A national study has found men are more likely to discuss suicidal thinking with trusted acquaintances like family, friends or partners than health clinicians.
The research by not-for-profit the Black Dog Institute aims to identify ways to prevent male suicides, which account for about 75 per cent of the total Australian figure.
Lead researcher and clinical psychologist Doctor Michael Player said the study showed many men wanted help, but were not getting it.
“Men actually do want help,” he said.
“Unfortunately we don’t have a really good dialogue or opportunity for men to talk about their mental health.
“This goes back to the way we have been brought up.
“We haven’t had really good role models that have shown adequate ways to deal with mental health issues.”
As part of the institute’s study, 35 males who had attempted to take their own life within the last six to 18 months, as well as 47 friends and family members of men in that situation, were interviewed face-to-face.
The interviewees were from a variety of urban and regional settings nationwide.
There was also an Australia-wide online survey undertaken as part of the qualitative research.
“We were looking at how to interrupt a suicide attempt, what helped and what kept men safe,” Dr Player said.
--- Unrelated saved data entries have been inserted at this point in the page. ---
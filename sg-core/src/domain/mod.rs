//! Canonical, layout-independent card records.
//!
//! [`NormalizedCard`] is the only shape downstream code (transformer, CLI,
//! web boundary) ever sees; the normalizer owns the mapping from the raw
//! wire records. Serialized names are camelCase for the browser frontend.

use chrono::NaiveDate;
use serde::{Deserialize, Serialize};

use crate::common::types::CardLayout;

pub mod graph;

/// Back side of a transform / modal DFC / battle card.
#[derive(Debug, Clone, PartialEq, Serialize, Deserialize)]
#[serde(rename_all = "camelCase")]
pub struct BackFace {
    pub name: String,
    pub image_url: Option<String>,
    pub oracle_text: Option<String>,
    pub type_line: String,
    pub mana_cost: Option<String>,
    pub colors: Option<Vec<String>>,
    pub power: Option<f64>,
    pub toughness: Option<f64>,
    pub defense: Option<f64>,
}

/// A card record normalized across all layouts.
///
/// Numeric fields that failed to parse on the wire (`*`, `X`, malformed
/// prices) are `None`, never zero; `types`/`supertypes`/`subtypes` come
/// from the front face's type line only.
#[derive(Debug, Clone, PartialEq, Serialize, Deserialize)]
#[serde(rename_all = "camelCase")]
pub struct NormalizedCard {
    pub id: String,
    pub name: String,
    pub layout: CardLayout,
    pub cmc: f64,
    pub colors: Vec<String>,
    pub color_identity: Vec<String>,
    pub types: Vec<String>,
    pub supertypes: Vec<String>,
    pub subtypes: Vec<String>,
    pub rarity: String,
    pub set: String,
    pub set_name: String,
    pub collector_number: String,
    pub oracle_text: Option<String>,
    pub power: Option<f64>,
    pub toughness: Option<f64>,
    pub defense: Option<f64>,
    pub price_usd: Option<f64>,
    pub price_eur: Option<f64>,
    pub released_at: Option<NaiveDate>,
    pub image_url: Option<String>,
    pub back_face: Option<BackFace>,
}
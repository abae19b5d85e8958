use std::sync::Arc;
use std::time::{Duration, Instant};
use tokio::sync::{Mutex, Semaphore};

#[derive(Clone, Debug, Default)]
pub struct Limits {
    pub requests_per_min: Option<u64>,
    pub concurrency: Option<u32>,
}

/// Token-bucket rate limiter for outbound API requests.
#[derive(Debug)]
pub struct RateLimiter {
    inner: Arc<Inner>,
}

#[derive(Debug)]
struct Inner {
    limits: Limits,
    // bucket state is the current token count and the time of last refill
    rpm_tokens: Mutex<(f64, Instant)>,
    sem: Option<Semaphore>,
}

impl RateLimiter {
    pub fn new(limits: Limits) -> Self {
        let now = Instant::now();
        let rpm_capacity = limits.requests_per_min.unwrap_or(0) as f64;
        let sem = limits.concurrency.map(|c| Semaphore::new(c.max(1) as usize));
        Self {
            inner: Arc::new(Inner {
                limits,
                rpm_tokens: Mutex::new((rpm_capacity, now)),
                sem,
            }),
        }
    }

    /// Acquire permission for one request, sleeping as long as needed.
    pub async fn acquire(&self) {
        let _permit = match &self.inner.sem {
            Some(sem) => Some(sem.acquire().await.expect("semaphore closed")),
            None => None,
        };

        if let Some(rpm) = self.inner.limits.requests_per_min {
            if rpm > 0 {
                self.consume_token(rpm as f64).await;
            }
        }
        // _permit dropped here, releasing concurrency
    }

    async fn consume_token(&self, capacity: f64) {
        // Refill continuously; wait until a whole token has accumulated.
        let refill_rate = capacity / 60.0; // tokens per second
        loop {
            let mut guard = self.inner.rpm_tokens.lock().await;
            let (ref mut tokens, ref mut last) = *guard;
            let now = Instant::now();
            let elapsed = now.duration_since(*last).as_secs_f64();
            *tokens = (*tokens + elapsed * refill_rate).min(capacity);
            *last = now;
            if *tokens >= 1.0 {
                *tokens -= 1.0;
                break;
            }
            let secs = (1.0 - *tokens) / refill_rate;
            drop(guard);
            tokio::time::sleep(Duration::from_secs_f64(secs.max(0.001))).await;
        }
    }
}

impl Clone for RateLimiter {
    fn clone(&self) -> Self {
        Self {
            inner: Arc::clone(&self.inner),
        }
    }
}
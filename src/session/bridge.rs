//! Session bridge: current player and leaderboard over a [`KeyValueStore`].
//!
//! The leaderboard is stored as a JSON array of `{name, score}` records under
//! one key, sorted by score descending and capped at `capacity` entries.

use serde::{Deserialize, Serialize};
use tracing::{debug, info};

use super::store::KeyValueStore;
use crate::core::error::GameError;

/// Store key for the current player's name.
pub const CURRENT_PLAYER_KEY: &str = "currentPlayer";

/// Store key for the leaderboard record.
pub const LEADERBOARD_KEY: &str = "leaderboard";

/// One leaderboard row.
#[derive(Clone, Debug, PartialEq, Eq, Serialize, Deserialize)]
pub struct LeaderboardEntry {
    pub name: String,
    pub score: u64,
}

impl LeaderboardEntry {
    pub fn new(name: impl Into<String>, score: u64) -> Self {
        Self {
            name: name.into(),
            score,
        }
    }
}

/// Insert `entry` into a descending list and cut it to `capacity`.
///
/// The sort is stable, so an entry that ties an existing score lands after it.
pub fn insert_ranked(entries: &mut Vec<LeaderboardEntry>, entry: LeaderboardEntry, capacity: usize) {
    entries.push(entry);
    entries.sort_by(|a, b| b.score.cmp(&a.score));
    entries.truncate(capacity);
}

/// Reads and writes the player marker and the leaderboard.
#[derive(Clone, Debug)]
pub struct SessionBridge<S> {
    store: S,
    capacity: usize,
}

impl<S: KeyValueStore> SessionBridge<S> {
    /// Wrap `store`, keeping at most `capacity` leaderboard entries.
    pub fn new(store: S, capacity: usize) -> Self {
        Self { store, capacity }
    }

    /// Name of the player about to play. Blank names count as absent.
    pub fn current_player_name(&self) -> Result<Option<String>, GameError> {
        let name = self.store.get(CURRENT_PLAYER_KEY)?;
        Ok(name.filter(|n| !n.trim().is_empty()))
    }

    /// Record the player name (trimmed). Returns the stored name.
    pub fn set_current_player(&mut self, name: &str) -> Result<String, GameError> {
        let name = name.trim();
        if name.is_empty() {
            return Err(GameError::EmptyPlayerName);
        }
        self.store.set(CURRENT_PLAYER_KEY, name)?;
        debug!(player = name, "Current player set");
        Ok(name.to_string())
    }

    /// Forget the current player.
    pub fn clear_current_player(&mut self) -> Result<(), GameError> {
        self.store.remove(CURRENT_PLAYER_KEY)?;
        Ok(())
    }

    /// Current leaderboard, best first. Missing record -> empty.
    pub fn leaderboard(&self) -> Result<Vec<LeaderboardEntry>, GameError> {
        match self.store.get(LEADERBOARD_KEY)? {
            Some(raw) => serde_json::from_str(&raw).map_err(GameError::CorruptLeaderboard),
            None => Ok(Vec::new()),
        }
    }

    /// Add a final score. Returns the updated leaderboard.
    pub fn append_score(&mut self, name: &str, score: u64) -> Result<Vec<LeaderboardEntry>, GameError> {
        let mut entries = self.leaderboard()?;
        insert_ranked(&mut entries, LeaderboardEntry::new(name, score), self.capacity);

        let raw = serde_json::to_string(&entries).map_err(GameError::EncodeLeaderboard)?;
        self.store.set(LEADERBOARD_KEY, &raw)?;

        info!(player = name, score, entries = entries.len(), "Score recorded");
        Ok(entries)
    }

    /// Maximum number of leaderboard entries.
    #[must_use]
    pub fn capacity(&self) -> usize {
        self.capacity
    }

    /// The underlying store.
    #[must_use]
    pub fn store(&self) -> &S {
        &self.store
    }

    /// Mutable access to the underlying store.
    pub fn store_mut(&mut self) -> &mut S {
        &mut self.store
    }

    /// Give back the underlying store.
    pub fn into_store(self) -> S {
        self.store
    }
}

#[cfg(test)]
mod tests {
    use super::*;
    use crate::session::MemoryStore;

    fn scores(entries: &[LeaderboardEntry]) -> Vec<u64> {
        entries.iter().map(|e| e.score).collect()
    }

    #[test]
    fn test_insert_ranked_drops_lowest() {
        let mut entries: Vec<_> = [500, 400, 300, 200, 100]
            .iter()
            .map(|&s| LeaderboardEntry::new(format!("p{}", s), s))
            .collect();

        insert_ranked(&mut entries, LeaderboardEntry::new("X", 350), 5);

        assert_eq!(scores(&entries), vec![500, 400, 350, 300, 200]);
        assert_eq!(entries[2].name, "X");
    }

    #[test]
    fn test_insert_ranked_tie_goes_after_existing() {
        let mut entries = vec![LeaderboardEntry::new("first", 300)];
        insert_ranked(&mut entries, LeaderboardEntry::new("second", 300), 5);
        assert_eq!(entries[0].name, "first");
        assert_eq!(entries[1].name, "second");
    }

    #[test]
    fn test_insert_ranked_below_full_board_is_dropped() {
        let mut entries: Vec<_> = (1..=5).map(|s| LeaderboardEntry::new("p", s * 100)).collect();
        insert_ranked(&mut entries, LeaderboardEntry::new("low", 50), 5);
        assert_eq!(entries.len(), 5);
        assert!(entries.iter().all(|e| e.name != "low"));
    }

    #[test]
    fn test_current_player_round_trip() {
        let mut bridge = SessionBridge::new(MemoryStore::new(), 5);
        assert_eq!(bridge.current_player_name().unwrap(), None);

        assert_eq!(bridge.set_current_player("  Aiko ").unwrap(), "Aiko");
        assert_eq!(bridge.current_player_name().unwrap().as_deref(), Some("Aiko"));

        bridge.clear_current_player().unwrap();
        assert_eq!(bridge.current_player_name().unwrap(), None);
    }

    #[test]
    fn test_blank_player_name() {
        let mut bridge = SessionBridge::new(MemoryStore::new(), 5);
        assert!(matches!(
            bridge.set_current_player("   "),
            Err(GameError::EmptyPlayerName)
        ));

        let bridge = SessionBridge::new(MemoryStore::new().with_entry(CURRENT_PLAYER_KEY, " "), 5);
        assert_eq!(bridge.current_player_name().unwrap(), None);
    }

    #[test]
    fn test_append_score_persists_json() {
        let mut bridge = SessionBridge::new(MemoryStore::new(), 5);
        bridge.append_score("A", 100).unwrap();
        bridge.append_score("B", 300).unwrap();

        let raw = bridge.store().get(LEADERBOARD_KEY).unwrap().unwrap();
        assert_eq!(raw, r#"[{"name":"B","score":300},{"name":"A","score":100}]"#);
        assert_eq!(scores(&bridge.leaderboard().unwrap()), vec![300, 100]);
    }

    #[test]
    fn test_corrupt_leaderboard() {
        let store = MemoryStore::new().with_entry(LEADERBOARD_KEY, "not json");
        let mut bridge = SessionBridge::new(store, 5);
        assert!(matches!(bridge.leaderboard(), Err(GameError::CorruptLeaderboard(_))));
        assert!(matches!(
            bridge.append_score("A", 1),
            Err(GameError::CorruptLeaderboard(_))
        ));
    }

    #[test]
    fn test_encode_failure_is_not_corruption() {
        let err = serde_json::from_str::<u64>("x").unwrap_err();
        let err = GameError::EncodeLeaderboard(err);
        assert!(err.to_string().starts_with("failed to encode leaderboard"));
        assert!(std::error::Error::source(&err).is_some());
    }
}
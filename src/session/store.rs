//! Key-value persistence injected into the session bridge.

use rustc_hash::FxHashMap;

use crate::core::error::StoreError;

/// String key-value store (player name, leaderboard record).
///
/// Implementations decide where values live; the core only needs these three
/// operations.
pub trait KeyValueStore {
    /// Read a value. `Ok(None)` if the key is absent.
    fn get(&self, key: &str) -> Result<Option<String>, StoreError>;

    /// Write a value, replacing any previous one.
    fn set(&mut self, key: &str, value: &str) -> Result<(), StoreError>;

    /// Delete a key. Deleting an absent key is not an error.
    fn remove(&mut self, key: &str) -> Result<(), StoreError>;
}

/// In-process store. Used by tests and by hosts without persistence.
#[derive(Clone, Debug, Default)]
pub struct MemoryStore {
    entries: FxHashMap<String, String>,
}

impl MemoryStore {
    /// Create an empty store.
    #[must_use]
    pub fn new() -> Self {
        Self::default()
    }

    /// Create a store with one entry.
    #[must_use]
    pub fn with_entry(mut self, key: impl Into<String>, value: impl Into<String>) -> Self {
        self.entries.insert(key.into(), value.into());
        self
    }

    /// Number of keys stored.
    #[must_use]
    pub fn len(&self) -> usize {
        self.entries.len()
    }

    /// Is the store empty?
    #[must_use]
    pub fn is_empty(&self) -> bool {
        self.entries.is_empty()
    }
}

impl KeyValueStore for MemoryStore {
    fn get(&self, key: &str) -> Result<Option<String>, StoreError> {
        Ok(self.entries.get(key).cloned())
    }

    fn set(&mut self, key: &str, value: &str) -> Result<(), StoreError> {
        self.entries.insert(key.to_string(), value.to_string());
        Ok(())
    }

    fn remove(&mut self, key: &str) -> Result<(), StoreError> {
        self.entries.remove(key);
        Ok(())
    }
}
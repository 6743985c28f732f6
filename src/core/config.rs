//! Session configuration.
//!
//! - `SessionConfig`: timing and scoring constants
//! - `GameSettings`: `SessionConfig` plus the `LevelCatalog`, loadable from one
//!   TOML document
//!
//! Every field has a default, so a TOML file only needs the values it overrides:
//!
//! ```
//! use memory_match::core::GameSettings;
//!
//! let settings = GameSettings::from_toml_str(r#"
//!     [session]
//!     preview_ms = 1500
//! "#).unwrap();
//!
//! assert_eq!(settings.session.preview_ms, 1500);
//! assert_eq!(settings.session.match_reveal_ms, 500);
//! assert_eq!(settings.levels.max_level(), 3);
//! ```

use serde::{Deserialize, Serialize};

use super::catalog::{LevelCatalog, LevelConfig};
use super::error::GameError;

/// Timing and scoring constants for a session.
#[derive(Clone, Debug, PartialEq, Eq, Serialize, Deserialize)]
#[serde(default)]
pub struct SessionConfig {
    /// How long every card is shown before play begins.
    pub preview_ms: u64,

    /// Delay before a matched pair is marked matched.
    pub match_reveal_ms: u64,

    /// Delay before a mismatched pair is turned back face-down.
    pub mismatch_reveal_ms: u64,

    /// Round timer period. One tick removes one second from the clock.
    pub tick_ms: u64,

    /// Rounds played per level.
    pub rounds_per_level: u32,

    /// Points per match, multiplied by the level number.
    pub points_per_level: u64,

    /// Entries kept on the leaderboard.
    pub leaderboard_capacity: usize,
}

impl Default for SessionConfig {
    fn default() -> Self {
        Self {
            preview_ms: 3000,
            match_reveal_ms: 500,
            mismatch_reveal_ms: 1000,
            tick_ms: 1000,
            rounds_per_level: 3,
            points_per_level: 100,
            leaderboard_capacity: 5,
        }
    }
}

impl SessionConfig {
    /// Set the preview duration.
    #[must_use]
    pub fn with_preview_ms(mut self, ms: u64) -> Self {
        self.preview_ms = ms;
        self
    }

    /// Set the match and mismatch reveal delays.
    #[must_use]
    pub fn with_reveal_ms(mut self, match_ms: u64, mismatch_ms: u64) -> Self {
        self.match_reveal_ms = match_ms;
        self.mismatch_reveal_ms = mismatch_ms;
        self
    }

    /// Set the number of rounds per level.
    #[must_use]
    pub fn with_rounds_per_level(mut self, rounds: u32) -> Self {
        self.rounds_per_level = rounds;
        self
    }

    /// Set the leaderboard size.
    #[must_use]
    pub fn with_leaderboard_capacity(mut self, capacity: usize) -> Self {
        self.leaderboard_capacity = capacity;
        self
    }

    /// Points awarded for one match on `level`.
    #[must_use]
    pub fn points_for_match(&self, level: u32) -> u64 {
        u64::from(level) * self.points_per_level
    }

    /// Reject values the session cannot run with.
    pub fn validate(&self) -> Result<(), GameError> {
        if self.tick_ms == 0 {
            return Err(GameError::invalid_catalog("tick_ms must be positive"));
        }
        if self.rounds_per_level == 0 {
            return Err(GameError::invalid_catalog("rounds_per_level must be positive"));
        }
        if self.leaderboard_capacity == 0 {
            return Err(GameError::invalid_catalog("leaderboard_capacity must be positive"));
        }
        Ok(())
    }
}

/// Complete game settings.
#[derive(Clone, Debug, Default, PartialEq, Eq, Serialize, Deserialize)]
#[serde(default)]
pub struct GameSettings {
    /// Timing and scoring.
    pub session: SessionConfig,

    /// Level definitions. Omitted -> built-in levels.
    pub levels: LevelCatalog,
}

/// Raw TOML layout; levels are validated after parsing.
#[derive(Default, Deserialize)]
#[serde(default)]
struct SettingsFile {
    session: SessionConfig,
    levels: Option<Vec<LevelConfig>>,
}

impl GameSettings {
    /// Parse and validate settings from TOML.
    ///
    /// Syntax errors are `Config`; a catalog or session that parses but breaks
    /// a rule is `InvalidCatalog`.
    pub fn from_toml_str(raw: &str) -> Result<Self, GameError> {
        let file: SettingsFile = toml::from_str(raw)?;
        file.session.validate()?;

        let levels = match file.levels {
            Some(levels) => LevelCatalog::new(levels)?,
            None => LevelCatalog::default(),
        };
        Ok(Self {
            session: file.session,
            levels,
        })
    }
}
//! Card instances - one face of one pair on the board.
//!
//! Cards are created in bulk when a round is dealt and are discarded with it.
//! Only the [`MatchEngine`](crate::rules::MatchEngine) mutates them, so the
//! mutators are crate-private.

use serde::{Deserialize, Serialize};

/// Card identifier, unique and stable within a round.
#[derive(Clone, Copy, Debug, PartialEq, Eq, PartialOrd, Ord, Hash, Serialize, Deserialize)]
pub struct CardId(pub u32);

impl CardId {
    /// Create a new card ID.
    #[must_use]
    pub const fn new(id: u32) -> Self {
        Self(id)
    }

    /// Get the raw ID value.
    #[must_use]
    pub const fn raw(self) -> u32 {
        self.0
    }
}

impl std::fmt::Display for CardId {
    fn fmt(&self, f: &mut std::fmt::Formatter<'_>) -> std::fmt::Result {
        write!(f, "Card({})", self.0)
    }
}

/// Opaque face token. Two cards with equal symbols form a pair.
#[derive(Clone, Debug, PartialEq, Eq, Hash, Serialize, Deserialize)]
#[serde(transparent)]
pub struct Symbol(String);

impl Symbol {
    /// Create a symbol.
    pub fn new(value: impl Into<String>) -> Self {
        Self(value.into())
    }

    /// The token as text.
    #[must_use]
    pub fn as_str(&self) -> &str {
        &self.0
    }
}

impl From<&str> for Symbol {
    fn from(value: &str) -> Self {
        Self::new(value)
    }
}

impl std::fmt::Display for Symbol {
    fn fmt(&self, f: &mut std::fmt::Formatter<'_>) -> std::fmt::Result {
        f.write_str(&self.0)
    }
}

/// A card on the board.
#[derive(Clone, Debug, PartialEq, Eq, Serialize, Deserialize)]
pub struct Card {
    /// Identifier within the round.
    pub id: CardId,

    /// Face symbol.
    pub symbol: Symbol,

    is_face_up: bool,
    is_matched: bool,
}

impl Card {
    /// Create a face-up, unmatched card (cards are dealt visible for the preview).
    #[must_use]
    pub fn new(id: CardId, symbol: Symbol) -> Self {
        Self {
            id,
            symbol,
            is_face_up: true,
            is_matched: false,
        }
    }

    /// Is the face currently showing?
    #[must_use]
    pub fn is_face_up(&self) -> bool {
        self.is_face_up
    }

    /// Has this card been matched? Matched cards never change again this round.
    #[must_use]
    pub fn is_matched(&self) -> bool {
        self.is_matched
    }

    /// Face-up but not yet matched: part of a pair still being resolved.
    #[must_use]
    pub fn is_pending(&self) -> bool {
        self.is_face_up && !self.is_matched
    }

    /// The symbol as a renderer may show it: hidden while face-down and unmatched.
    #[must_use]
    pub fn visible_symbol(&self) -> Option<&Symbol> {
        (self.is_face_up || self.is_matched).then_some(&self.symbol)
    }

    pub(crate) fn turn_up(&mut self) {
        if !self.is_matched {
            self.is_face_up = true;
        }
    }

    pub(crate) fn turn_down(&mut self) {
        if !self.is_matched {
            self.is_face_up = false;
        }
    }

    pub(crate) fn mark_matched(&mut self) {
        self.is_face_up = true;
        self.is_matched = true;
    }
}
//! Deck generation.
//!
//! A deal picks `pair_count` distinct symbols uniformly from the pool, lays
//! each down twice, shuffles the result and numbers the cards in dealt order.
//! Cards come out face-up for the preview.

use tracing::debug;

use super::instance::{Card, CardId};
use super::symbols::SymbolPool;
use crate::core::catalog::LevelConfig;
use crate::core::error::GameError;
use crate::core::rng::GameRng;

/// Produces shuffled card sets from a symbol pool.
#[derive(Clone, Debug, Default)]
pub struct DeckGenerator {
    pool: SymbolPool,
}

impl DeckGenerator {
    /// Create a generator over `pool`.
    #[must_use]
    pub fn new(pool: SymbolPool) -> Self {
        Self { pool }
    }

    /// The symbol pool.
    #[must_use]
    pub fn pool(&self) -> &SymbolPool {
        &self.pool
    }

    /// Deal a fresh card set for `config`.
    pub fn generate(&self, config: &LevelConfig, rng: &mut GameRng) -> Result<Vec<Card>, GameError> {
        let pairs = config.pair_count as usize;
        if self.pool.len() < pairs {
            return Err(GameError::InsufficientSymbols {
                required: pairs,
                available: self.pool.len(),
            });
        }

        // Shuffle-and-take gives every subset of the pool equal probability.
        let mut chosen = self.pool.symbols().to_vec();
        rng.shuffle(&mut chosen);
        chosen.truncate(pairs);

        let mut faces = Vec::with_capacity(pairs * 2);
        for symbol in chosen {
            faces.push(symbol.clone());
            faces.push(symbol);
        }
        rng.shuffle(&mut faces);

        let cards: Vec<Card> = faces
            .into_iter()
            .enumerate()
            .map(|(idx, symbol)| Card::new(CardId::new(idx as u32), symbol))
            .collect();

        debug!(level = config.level, cards = cards.len(), "Dealt deck");
        Ok(cards)
    }
}
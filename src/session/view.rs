//! Read-only snapshots for renderers.
//!
//! A renderer never sees the symbol of a face-down card: `CardView::symbol`
//! is `None` unless the card is face-up or matched.

use im::Vector;
use serde::{Deserialize, Serialize};

use crate::cards::{Card, CardId, Symbol};
use crate::core::state::Phase;

/// What a renderer may show of one card.
#[derive(Clone, Debug, PartialEq, Eq, Serialize, Deserialize)]
pub struct CardView {
    pub id: CardId,
    pub symbol: Option<Symbol>,
    pub is_face_up: bool,
    pub is_matched: bool,
}

impl From<&Card> for CardView {
    fn from(card: &Card) -> Self {
        Self {
            id: card.id,
            symbol: card.visible_symbol().cloned(),
            is_face_up: card.is_face_up(),
            is_matched: card.is_matched(),
        }
    }
}

/// Snapshot of a session.
#[derive(Clone, Debug, PartialEq, Eq, Serialize, Deserialize)]
pub struct SessionView {
    pub player: String,
    pub level: u32,
    pub round: u32,
    pub score: u64,
    pub matched_pairs: u32,
    pub pair_count: u32,
    pub rows: u32,
    pub cols: u32,
    pub phase: Phase,
    pub time_remaining_seconds: u32,
    pub round_seconds: u32,
    /// Cards in row-major grid order.
    pub cards: Vector<CardView>,
}

impl SessionView {
    /// Remaining time as `MM:SS`.
    #[must_use]
    pub fn clock_label(&self) -> String {
        format_clock(self.time_remaining_seconds)
    }

    /// Remaining share of the round, 0.0..=1.0 (timer bar width).
    #[must_use]
    pub fn time_fraction(&self) -> f32 {
        if self.round_seconds == 0 {
            return 0.0;
        }
        (self.time_remaining_seconds as f32 / self.round_seconds as f32).clamp(0.0, 1.0)
    }

    /// Cards of one grid row.
    pub fn row(&self, row: u32) -> impl Iterator<Item = &CardView> {
        let cols = self.cols as usize;
        self.cards.iter().skip(row as usize * cols).take(cols)
    }
}

/// Format seconds as zero-padded `MM:SS`.
#[must_use]
pub fn format_clock(total_secs: u32) -> String {
    format!("{:02}:{:02}", total_secs / 60, total_secs % 60)
}
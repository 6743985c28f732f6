//! Property tests over random decks and random play.

mod common;

use std::time::Duration;

use memory_match::{
    DeckGenerator, FlipResult, GameRng, GameSessionBuilder, LevelCatalog, LevelConfig, Phase,
    DEFAULT_LEVELS,
};
use proptest::prelude::*;
use rustc_hash::FxHashMap;

use common::{init_logging, player_store};

#[derive(Clone, Debug)]
enum Step {
    Flip(u32),
    Wait(u64),
}

fn step() -> impl Strategy<Value = Step> {
    prop_oneof![
        3 => (0u32..24).prop_map(Step::Flip),
        1 => (0u64..2_500).prop_map(Step::Wait),
    ]
}

fn config() -> ProptestConfig {
    ProptestConfig {
        failure_persistence: None,
        cases: 64,
        ..ProptestConfig::default()
    }
}

proptest! {
    #![proptest_config(config())]

    /// Every dealt deck holds each symbol exactly twice.
    #[test]
    fn prop_deck_is_pairs(seed in any::<u64>(), level in 0usize..3) {
        let config: LevelConfig = DEFAULT_LEVELS[level];
        let cards = DeckGenerator::default()
            .generate(&config, &mut GameRng::new(seed))
            .unwrap();

        prop_assert_eq!(cards.len(), config.card_count());
        let mut counts: FxHashMap<&str, usize> = FxHashMap::default();
        for card in &cards {
            *counts.entry(card.symbol.as_str()).or_default() += 1;
        }
        prop_assert_eq!(counts.len(), config.pair_count as usize);
        prop_assert!(counts.values().all(|&n| n == 2));
        prop_assert!(cards.iter().enumerate().all(|(i, c)| c.id.raw() == i as u32));
    }

    /// A catalog accepts a level exactly when rows x cols == 2 x pairs.
    #[test]
    fn prop_catalog_grid_matches_pairs(rows in 1u32..6, cols in 1u32..6, pairs in 1u32..16) {
        let result = LevelCatalog::new(vec![LevelConfig::new(1, rows, cols, pairs, 30)]);
        prop_assert_eq!(result.is_ok(), rows * cols == 2 * pairs);
    }

    /// Random play never shows more than two unmatched cards face-up, and the
    /// score and matched-pair count never go down within a round.
    #[test]
    fn prop_random_play_invariants(
        seed in any::<u64>(),
        steps in prop::collection::vec(step(), 1..120),
    ) {
        init_logging();
        let mut session = GameSessionBuilder::new()
            .seed(seed)
            .start(player_store())
            .unwrap();
        session.advance_by(Duration::from_secs(3));

        let mut last_score = session.score();
        let mut last_matched = session.matched_pairs();
        for step in steps {
            match step {
                Step::Flip(raw) => {
                    let result = session.flip(memory_match::CardId::new(raw));
                    if session.phase() != Phase::Playing {
                        prop_assert!(result.is_rejected());
                    }
                    if matches!(result, FlipResult::Matched(_) | FlipResult::Mismatched(_)) {
                        prop_assert_eq!(session.engine().pending().len(), 2);
                    }
                }
                Step::Wait(ms) => {
                    session.advance_by(Duration::from_millis(ms));
                }
            }

            prop_assert!(session.engine().face_up_unmatched() <= 2);
            prop_assert!(session.score() >= last_score);
            prop_assert!(session.matched_pairs() >= last_matched);
            prop_assert!(session.matched_pairs() <= session.engine().pair_count());
            prop_assert_eq!(session.score(), 100 * u64::from(session.matched_pairs()));
            last_score = session.score();
            last_matched = session.matched_pairs();
        }
    }
}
Non-judgemental, honest discussion works best
“There is clear evidence that comes from the paper – that men want to accept help” he said.
“But it has got to be from the right person, being that person that they trust and respect.”
Dr Player, who is a clinical psychologist in the Sydney public health system, said there was a fine balance between helping and being invasive.
“But if you notice something, you have to ask a question,” he said.
“We often found that the trigger for an attempt was something in isolation that was actually quite minor but it was just part of a train of stresses or unpleasant events over a period of time.
“You have to be looking at the chronicity of someone’s distressed mood, isolation and they’re coping strategies like avoidance and numbing behaviours.”
Compounding the problem, he said many friends and family members were reluctant or even scared to ask the men in their lives about thoughts of suicide.
“Not being judgmental, being honest and open and calling it what it is helps,” Dr Player said.
“Just being direct and often opening the space for a male to talk will be enough to illicit a positive response.”
Dr Player said the men surveyed reported feeling significantly better after talking about their suicidal thinking, as opposed to feeling at a greater risk of self harm.
“Ninety-two per cent of the people that were in the study actually had improved mood after actually taking part in the study,” he said.
“It wasn’t a downer that made people depressed, so that was a really positive finding that we hope is translated to other research.
“Everyone underlined that you just keep persisting, even if it seems the man doesn’t want you to.”
Hospital, GP screening for suicide recommended
The Black Dog Institute said the study highlighted how much work was needed to better target programs for men at risk of suicide.
Dr Player said men often displayed signs of unhelpful coping like drinking, violence, drug use and other self harm.
“Men tend to convert their emotional pain into physical pain which is something they feel more adept to deal with,” he said.
“Men often give subtle warning signs, and they tend to be self-destructive warning signs like externalising behaviours like isolation and more irritability.
“So we need to screen for self-inflicted injuries or injuries as a result of risk taking or self harm or things like that.”
Dr Player said the findings suggested men needed to be more proactively screened by hospitals and health authorities.
“We need to be more proactive about screening men for suicide when they present at a GP or Emergency Departments with these externalising sort of behaviours,” he said.
Suicide prevention not ‘popular’ cause
Dr Player expressed frustration about the lack of national discussion about suicide prevention, compared to other major social issues like domestic and family violence.
Unfortunately we get a few high-profile suicides and there is a bit of a spotlight shown on the area for a short period of time, but it doesn’t seem to hold people’s interest,” he said.
“The suicide rate is double what the road toll is, yet we don’t have ads on the television as we do have for road deaths.”
Beyond Blue’s Movember Foundation donations provided the $100,000 funding for the qualitative research.
He said the study was published in open-source journal PLOS1, as it offered a quick review and publishing timeline and was available to everyone.
This article first appeared on ‘ABC’ on 25 June 2015.